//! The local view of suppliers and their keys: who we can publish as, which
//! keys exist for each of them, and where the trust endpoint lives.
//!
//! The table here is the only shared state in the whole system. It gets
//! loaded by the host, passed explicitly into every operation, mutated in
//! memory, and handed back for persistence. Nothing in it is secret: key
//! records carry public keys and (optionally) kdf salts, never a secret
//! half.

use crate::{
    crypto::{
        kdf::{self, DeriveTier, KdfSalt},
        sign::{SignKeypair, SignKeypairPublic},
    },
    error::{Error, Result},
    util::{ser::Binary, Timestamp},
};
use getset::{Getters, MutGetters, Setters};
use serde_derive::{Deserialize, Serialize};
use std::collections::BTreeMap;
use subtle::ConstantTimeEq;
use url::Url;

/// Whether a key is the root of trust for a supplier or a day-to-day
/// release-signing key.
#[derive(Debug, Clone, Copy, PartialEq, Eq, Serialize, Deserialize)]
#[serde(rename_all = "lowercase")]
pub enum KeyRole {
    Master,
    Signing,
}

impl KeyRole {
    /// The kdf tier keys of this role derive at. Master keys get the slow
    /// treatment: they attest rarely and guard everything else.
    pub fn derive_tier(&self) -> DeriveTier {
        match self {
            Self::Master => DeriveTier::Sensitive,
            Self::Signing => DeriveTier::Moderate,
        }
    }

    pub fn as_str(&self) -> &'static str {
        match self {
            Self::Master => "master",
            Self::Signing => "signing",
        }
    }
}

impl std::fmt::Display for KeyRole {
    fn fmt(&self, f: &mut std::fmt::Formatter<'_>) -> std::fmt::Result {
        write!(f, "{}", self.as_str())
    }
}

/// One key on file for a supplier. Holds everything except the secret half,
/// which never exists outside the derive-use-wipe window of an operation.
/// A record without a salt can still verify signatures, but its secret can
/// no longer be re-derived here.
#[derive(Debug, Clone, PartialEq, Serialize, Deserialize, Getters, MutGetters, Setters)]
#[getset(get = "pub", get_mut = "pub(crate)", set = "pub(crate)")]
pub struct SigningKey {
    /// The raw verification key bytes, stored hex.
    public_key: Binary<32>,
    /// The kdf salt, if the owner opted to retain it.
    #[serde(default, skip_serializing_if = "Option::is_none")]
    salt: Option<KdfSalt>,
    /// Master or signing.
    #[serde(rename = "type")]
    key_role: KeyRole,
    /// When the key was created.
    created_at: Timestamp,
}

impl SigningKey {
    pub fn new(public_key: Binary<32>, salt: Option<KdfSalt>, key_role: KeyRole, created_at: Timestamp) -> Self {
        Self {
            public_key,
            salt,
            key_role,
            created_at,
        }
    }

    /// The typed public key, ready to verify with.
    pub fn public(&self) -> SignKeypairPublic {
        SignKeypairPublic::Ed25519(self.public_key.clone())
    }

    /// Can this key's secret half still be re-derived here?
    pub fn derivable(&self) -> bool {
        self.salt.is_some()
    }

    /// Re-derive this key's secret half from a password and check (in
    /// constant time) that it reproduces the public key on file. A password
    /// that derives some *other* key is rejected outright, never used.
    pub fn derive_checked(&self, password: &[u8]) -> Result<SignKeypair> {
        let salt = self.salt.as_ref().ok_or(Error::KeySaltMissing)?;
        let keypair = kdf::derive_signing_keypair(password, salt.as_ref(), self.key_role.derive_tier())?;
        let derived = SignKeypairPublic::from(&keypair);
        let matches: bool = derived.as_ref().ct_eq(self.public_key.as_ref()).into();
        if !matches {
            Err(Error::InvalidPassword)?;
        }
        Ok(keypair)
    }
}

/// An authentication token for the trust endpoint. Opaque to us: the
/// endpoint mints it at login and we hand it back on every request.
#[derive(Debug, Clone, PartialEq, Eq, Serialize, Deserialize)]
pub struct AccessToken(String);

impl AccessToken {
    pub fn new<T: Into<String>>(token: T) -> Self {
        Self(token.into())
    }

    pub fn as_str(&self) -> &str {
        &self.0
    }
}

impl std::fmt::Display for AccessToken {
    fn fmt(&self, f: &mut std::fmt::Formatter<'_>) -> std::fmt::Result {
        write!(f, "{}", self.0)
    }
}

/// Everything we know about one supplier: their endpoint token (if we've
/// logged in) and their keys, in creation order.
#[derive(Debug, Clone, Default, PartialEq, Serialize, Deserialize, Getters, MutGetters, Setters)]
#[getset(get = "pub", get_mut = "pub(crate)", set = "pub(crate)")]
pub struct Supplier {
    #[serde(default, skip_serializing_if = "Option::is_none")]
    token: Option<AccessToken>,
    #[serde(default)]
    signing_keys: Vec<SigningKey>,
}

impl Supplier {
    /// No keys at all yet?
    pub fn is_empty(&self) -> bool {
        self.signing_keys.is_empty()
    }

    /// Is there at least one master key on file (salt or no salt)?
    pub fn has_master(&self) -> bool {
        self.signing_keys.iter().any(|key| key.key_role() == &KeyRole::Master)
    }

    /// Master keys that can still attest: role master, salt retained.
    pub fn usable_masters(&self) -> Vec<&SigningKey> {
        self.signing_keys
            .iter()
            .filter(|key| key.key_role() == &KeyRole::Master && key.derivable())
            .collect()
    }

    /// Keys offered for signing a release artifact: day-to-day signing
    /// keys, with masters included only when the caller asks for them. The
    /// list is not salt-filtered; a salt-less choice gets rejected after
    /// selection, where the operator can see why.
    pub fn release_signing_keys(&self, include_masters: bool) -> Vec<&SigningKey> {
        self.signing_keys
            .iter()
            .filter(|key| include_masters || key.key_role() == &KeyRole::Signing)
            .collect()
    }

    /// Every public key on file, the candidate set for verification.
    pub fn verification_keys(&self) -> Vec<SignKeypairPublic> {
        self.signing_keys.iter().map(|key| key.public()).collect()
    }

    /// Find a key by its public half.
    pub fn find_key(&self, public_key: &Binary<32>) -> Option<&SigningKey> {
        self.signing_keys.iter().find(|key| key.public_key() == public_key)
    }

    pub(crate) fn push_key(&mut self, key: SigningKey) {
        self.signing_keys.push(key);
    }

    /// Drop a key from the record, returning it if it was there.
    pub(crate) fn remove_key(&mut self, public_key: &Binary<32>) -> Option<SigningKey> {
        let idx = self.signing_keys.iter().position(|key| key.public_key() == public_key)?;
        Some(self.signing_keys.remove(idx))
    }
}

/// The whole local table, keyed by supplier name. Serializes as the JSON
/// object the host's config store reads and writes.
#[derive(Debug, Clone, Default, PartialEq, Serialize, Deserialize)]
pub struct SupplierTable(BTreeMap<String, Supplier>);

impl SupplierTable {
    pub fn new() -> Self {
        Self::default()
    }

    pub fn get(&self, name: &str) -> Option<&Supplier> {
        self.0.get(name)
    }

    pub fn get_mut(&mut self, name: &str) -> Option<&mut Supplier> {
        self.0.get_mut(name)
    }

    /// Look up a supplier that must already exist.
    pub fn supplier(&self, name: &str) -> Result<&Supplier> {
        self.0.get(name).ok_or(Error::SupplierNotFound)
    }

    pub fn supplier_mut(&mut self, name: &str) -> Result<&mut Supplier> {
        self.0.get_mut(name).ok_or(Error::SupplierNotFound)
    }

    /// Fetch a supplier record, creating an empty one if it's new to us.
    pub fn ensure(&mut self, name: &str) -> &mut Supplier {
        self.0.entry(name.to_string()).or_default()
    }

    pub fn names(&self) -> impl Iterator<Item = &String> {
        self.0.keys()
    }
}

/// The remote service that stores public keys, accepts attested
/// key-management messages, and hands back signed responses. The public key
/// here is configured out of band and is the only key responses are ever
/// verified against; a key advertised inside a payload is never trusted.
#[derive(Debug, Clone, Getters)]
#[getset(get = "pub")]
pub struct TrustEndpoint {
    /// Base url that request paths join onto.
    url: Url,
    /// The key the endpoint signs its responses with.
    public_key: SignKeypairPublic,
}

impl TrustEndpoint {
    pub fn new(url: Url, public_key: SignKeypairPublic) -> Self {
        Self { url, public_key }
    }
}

* * *

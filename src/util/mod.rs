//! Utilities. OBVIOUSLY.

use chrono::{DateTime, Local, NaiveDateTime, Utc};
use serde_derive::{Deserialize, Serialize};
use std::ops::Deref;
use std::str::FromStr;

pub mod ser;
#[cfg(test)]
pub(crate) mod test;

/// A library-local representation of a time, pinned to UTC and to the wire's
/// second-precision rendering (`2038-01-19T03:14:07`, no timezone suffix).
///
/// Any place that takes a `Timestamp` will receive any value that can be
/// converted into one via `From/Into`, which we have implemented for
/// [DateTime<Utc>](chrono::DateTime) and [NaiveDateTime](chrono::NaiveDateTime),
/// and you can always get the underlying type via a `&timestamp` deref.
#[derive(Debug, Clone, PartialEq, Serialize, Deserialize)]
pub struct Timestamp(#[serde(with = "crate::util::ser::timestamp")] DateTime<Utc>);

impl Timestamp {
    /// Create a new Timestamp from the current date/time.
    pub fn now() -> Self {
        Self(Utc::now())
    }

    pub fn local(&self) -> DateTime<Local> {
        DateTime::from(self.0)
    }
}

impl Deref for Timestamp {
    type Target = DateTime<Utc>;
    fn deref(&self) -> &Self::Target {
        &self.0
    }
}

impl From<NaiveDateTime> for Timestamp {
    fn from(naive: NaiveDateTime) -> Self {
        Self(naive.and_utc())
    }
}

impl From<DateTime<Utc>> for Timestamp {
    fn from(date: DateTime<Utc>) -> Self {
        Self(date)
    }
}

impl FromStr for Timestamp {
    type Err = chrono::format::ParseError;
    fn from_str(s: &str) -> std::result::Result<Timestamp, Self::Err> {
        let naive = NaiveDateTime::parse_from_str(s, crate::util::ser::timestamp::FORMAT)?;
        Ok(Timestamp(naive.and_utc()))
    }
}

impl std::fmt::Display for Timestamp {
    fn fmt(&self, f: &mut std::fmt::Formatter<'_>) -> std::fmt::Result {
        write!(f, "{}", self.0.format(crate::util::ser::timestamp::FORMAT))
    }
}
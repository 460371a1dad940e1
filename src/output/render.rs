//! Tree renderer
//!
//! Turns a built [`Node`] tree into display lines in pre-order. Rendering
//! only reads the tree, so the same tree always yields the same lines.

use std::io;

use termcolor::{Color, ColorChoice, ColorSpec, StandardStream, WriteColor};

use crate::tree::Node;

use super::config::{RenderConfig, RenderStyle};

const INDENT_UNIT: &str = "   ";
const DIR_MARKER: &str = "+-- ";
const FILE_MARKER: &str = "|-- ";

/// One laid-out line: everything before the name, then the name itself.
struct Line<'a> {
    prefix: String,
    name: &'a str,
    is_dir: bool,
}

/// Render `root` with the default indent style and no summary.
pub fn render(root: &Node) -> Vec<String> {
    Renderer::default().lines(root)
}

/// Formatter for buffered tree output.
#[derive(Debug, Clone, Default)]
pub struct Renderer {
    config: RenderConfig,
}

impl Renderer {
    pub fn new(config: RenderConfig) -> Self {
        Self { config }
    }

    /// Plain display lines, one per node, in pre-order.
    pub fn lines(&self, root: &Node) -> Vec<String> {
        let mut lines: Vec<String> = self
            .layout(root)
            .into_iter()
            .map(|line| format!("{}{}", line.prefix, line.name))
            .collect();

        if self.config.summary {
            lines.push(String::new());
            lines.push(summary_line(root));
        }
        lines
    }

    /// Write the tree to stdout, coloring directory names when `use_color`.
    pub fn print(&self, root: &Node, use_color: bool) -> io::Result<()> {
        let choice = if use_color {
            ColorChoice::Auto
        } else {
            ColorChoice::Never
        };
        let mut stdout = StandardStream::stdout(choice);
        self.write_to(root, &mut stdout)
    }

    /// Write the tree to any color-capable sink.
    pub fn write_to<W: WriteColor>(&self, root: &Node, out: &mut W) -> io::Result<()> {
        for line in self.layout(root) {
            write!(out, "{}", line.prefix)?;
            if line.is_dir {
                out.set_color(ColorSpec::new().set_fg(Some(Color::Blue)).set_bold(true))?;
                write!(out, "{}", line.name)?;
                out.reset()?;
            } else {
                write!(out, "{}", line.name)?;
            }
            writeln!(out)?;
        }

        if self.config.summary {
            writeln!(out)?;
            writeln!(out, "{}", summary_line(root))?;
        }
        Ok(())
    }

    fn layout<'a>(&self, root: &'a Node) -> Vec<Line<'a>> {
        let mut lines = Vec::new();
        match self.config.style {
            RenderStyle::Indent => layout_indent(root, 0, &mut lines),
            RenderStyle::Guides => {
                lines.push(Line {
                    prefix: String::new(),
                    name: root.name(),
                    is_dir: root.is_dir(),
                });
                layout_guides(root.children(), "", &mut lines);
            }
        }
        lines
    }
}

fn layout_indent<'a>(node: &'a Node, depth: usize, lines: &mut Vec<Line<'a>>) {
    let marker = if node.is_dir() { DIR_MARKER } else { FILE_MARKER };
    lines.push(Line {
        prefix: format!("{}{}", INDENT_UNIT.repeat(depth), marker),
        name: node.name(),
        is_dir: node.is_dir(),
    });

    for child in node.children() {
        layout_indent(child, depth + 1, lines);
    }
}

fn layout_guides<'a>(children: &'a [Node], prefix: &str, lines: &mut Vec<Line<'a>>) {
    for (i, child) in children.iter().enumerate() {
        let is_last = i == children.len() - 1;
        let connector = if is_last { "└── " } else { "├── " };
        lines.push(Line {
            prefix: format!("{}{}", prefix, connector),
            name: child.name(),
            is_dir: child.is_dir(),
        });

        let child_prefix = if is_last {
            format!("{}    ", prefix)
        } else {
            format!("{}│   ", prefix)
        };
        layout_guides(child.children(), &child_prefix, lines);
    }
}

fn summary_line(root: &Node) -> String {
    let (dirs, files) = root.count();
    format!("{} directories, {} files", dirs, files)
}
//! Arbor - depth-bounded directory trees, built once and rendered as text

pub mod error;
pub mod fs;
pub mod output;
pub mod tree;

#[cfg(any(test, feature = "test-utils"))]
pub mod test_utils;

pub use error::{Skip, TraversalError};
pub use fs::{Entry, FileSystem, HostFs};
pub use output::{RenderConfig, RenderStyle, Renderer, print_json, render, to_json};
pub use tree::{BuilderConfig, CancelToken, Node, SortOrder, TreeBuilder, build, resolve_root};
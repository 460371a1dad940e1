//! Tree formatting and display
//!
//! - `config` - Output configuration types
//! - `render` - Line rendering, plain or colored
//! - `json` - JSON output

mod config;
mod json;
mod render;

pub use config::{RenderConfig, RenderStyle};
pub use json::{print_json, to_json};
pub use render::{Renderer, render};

--

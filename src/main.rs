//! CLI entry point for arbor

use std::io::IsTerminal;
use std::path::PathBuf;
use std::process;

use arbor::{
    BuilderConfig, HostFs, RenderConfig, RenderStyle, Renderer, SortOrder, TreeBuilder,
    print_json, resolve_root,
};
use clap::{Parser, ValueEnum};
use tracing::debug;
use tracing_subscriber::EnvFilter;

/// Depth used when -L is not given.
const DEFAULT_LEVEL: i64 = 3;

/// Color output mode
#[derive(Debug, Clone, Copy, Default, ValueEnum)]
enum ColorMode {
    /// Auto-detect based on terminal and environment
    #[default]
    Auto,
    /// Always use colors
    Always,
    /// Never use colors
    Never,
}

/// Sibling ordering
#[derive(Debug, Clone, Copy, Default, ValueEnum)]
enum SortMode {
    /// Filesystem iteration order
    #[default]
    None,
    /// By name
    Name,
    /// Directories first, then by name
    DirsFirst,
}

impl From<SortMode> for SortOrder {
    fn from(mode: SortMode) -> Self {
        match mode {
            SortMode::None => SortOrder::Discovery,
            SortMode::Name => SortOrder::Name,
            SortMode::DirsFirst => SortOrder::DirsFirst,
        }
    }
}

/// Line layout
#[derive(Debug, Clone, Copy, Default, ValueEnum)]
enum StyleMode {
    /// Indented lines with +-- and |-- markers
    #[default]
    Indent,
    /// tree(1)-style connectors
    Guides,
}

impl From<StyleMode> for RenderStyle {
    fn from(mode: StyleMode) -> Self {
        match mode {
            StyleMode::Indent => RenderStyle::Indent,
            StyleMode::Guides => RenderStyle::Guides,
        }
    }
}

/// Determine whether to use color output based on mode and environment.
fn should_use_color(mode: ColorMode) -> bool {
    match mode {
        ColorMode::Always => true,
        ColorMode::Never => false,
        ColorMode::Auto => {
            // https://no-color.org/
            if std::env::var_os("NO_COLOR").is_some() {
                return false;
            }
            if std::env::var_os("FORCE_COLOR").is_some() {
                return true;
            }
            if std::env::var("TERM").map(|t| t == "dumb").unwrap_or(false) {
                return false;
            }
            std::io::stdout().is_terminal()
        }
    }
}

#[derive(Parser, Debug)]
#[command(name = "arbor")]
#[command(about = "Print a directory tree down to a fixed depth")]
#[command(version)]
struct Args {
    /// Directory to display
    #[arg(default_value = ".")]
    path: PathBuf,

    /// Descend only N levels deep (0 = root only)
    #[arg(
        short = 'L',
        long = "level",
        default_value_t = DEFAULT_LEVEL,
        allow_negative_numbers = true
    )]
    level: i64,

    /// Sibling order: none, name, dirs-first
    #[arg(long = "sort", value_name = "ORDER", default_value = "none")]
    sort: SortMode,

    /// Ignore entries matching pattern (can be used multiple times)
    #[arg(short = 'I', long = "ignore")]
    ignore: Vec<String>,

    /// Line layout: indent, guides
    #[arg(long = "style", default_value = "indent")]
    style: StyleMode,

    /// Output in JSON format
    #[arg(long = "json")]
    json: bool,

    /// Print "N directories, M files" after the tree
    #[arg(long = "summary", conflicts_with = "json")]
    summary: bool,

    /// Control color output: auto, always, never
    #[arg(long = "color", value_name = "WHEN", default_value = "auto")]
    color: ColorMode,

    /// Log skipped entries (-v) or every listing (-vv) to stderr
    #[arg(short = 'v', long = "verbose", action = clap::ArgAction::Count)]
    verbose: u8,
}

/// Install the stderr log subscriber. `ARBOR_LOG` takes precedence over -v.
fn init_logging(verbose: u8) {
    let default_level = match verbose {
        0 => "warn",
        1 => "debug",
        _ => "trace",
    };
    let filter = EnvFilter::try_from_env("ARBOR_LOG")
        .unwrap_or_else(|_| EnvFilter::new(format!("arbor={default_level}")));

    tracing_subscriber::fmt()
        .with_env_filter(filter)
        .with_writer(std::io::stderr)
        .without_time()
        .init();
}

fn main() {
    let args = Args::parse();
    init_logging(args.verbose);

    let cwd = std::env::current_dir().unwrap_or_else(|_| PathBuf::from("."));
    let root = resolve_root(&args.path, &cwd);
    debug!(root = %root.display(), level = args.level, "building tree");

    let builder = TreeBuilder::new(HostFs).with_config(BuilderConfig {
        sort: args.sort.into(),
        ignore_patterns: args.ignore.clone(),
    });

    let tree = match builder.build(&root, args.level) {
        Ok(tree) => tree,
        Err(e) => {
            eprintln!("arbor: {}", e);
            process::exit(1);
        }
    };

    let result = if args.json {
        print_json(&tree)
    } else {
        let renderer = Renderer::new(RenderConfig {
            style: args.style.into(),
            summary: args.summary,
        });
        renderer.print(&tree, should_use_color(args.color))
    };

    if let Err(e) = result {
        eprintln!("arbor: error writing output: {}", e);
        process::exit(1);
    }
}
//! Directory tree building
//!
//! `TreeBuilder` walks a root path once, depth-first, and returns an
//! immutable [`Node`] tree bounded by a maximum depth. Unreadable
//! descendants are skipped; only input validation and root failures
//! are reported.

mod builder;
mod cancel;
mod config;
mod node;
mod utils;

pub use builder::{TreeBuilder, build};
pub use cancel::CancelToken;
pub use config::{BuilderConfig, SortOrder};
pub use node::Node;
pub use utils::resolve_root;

Problem to solve: Every line holding the string "there" should be copied here, so please find those lines in the data.

Written reply:
    /// Is there at least one master key on file (salt or no salt)?
    /// Drop a key from the record, returning it if it was there.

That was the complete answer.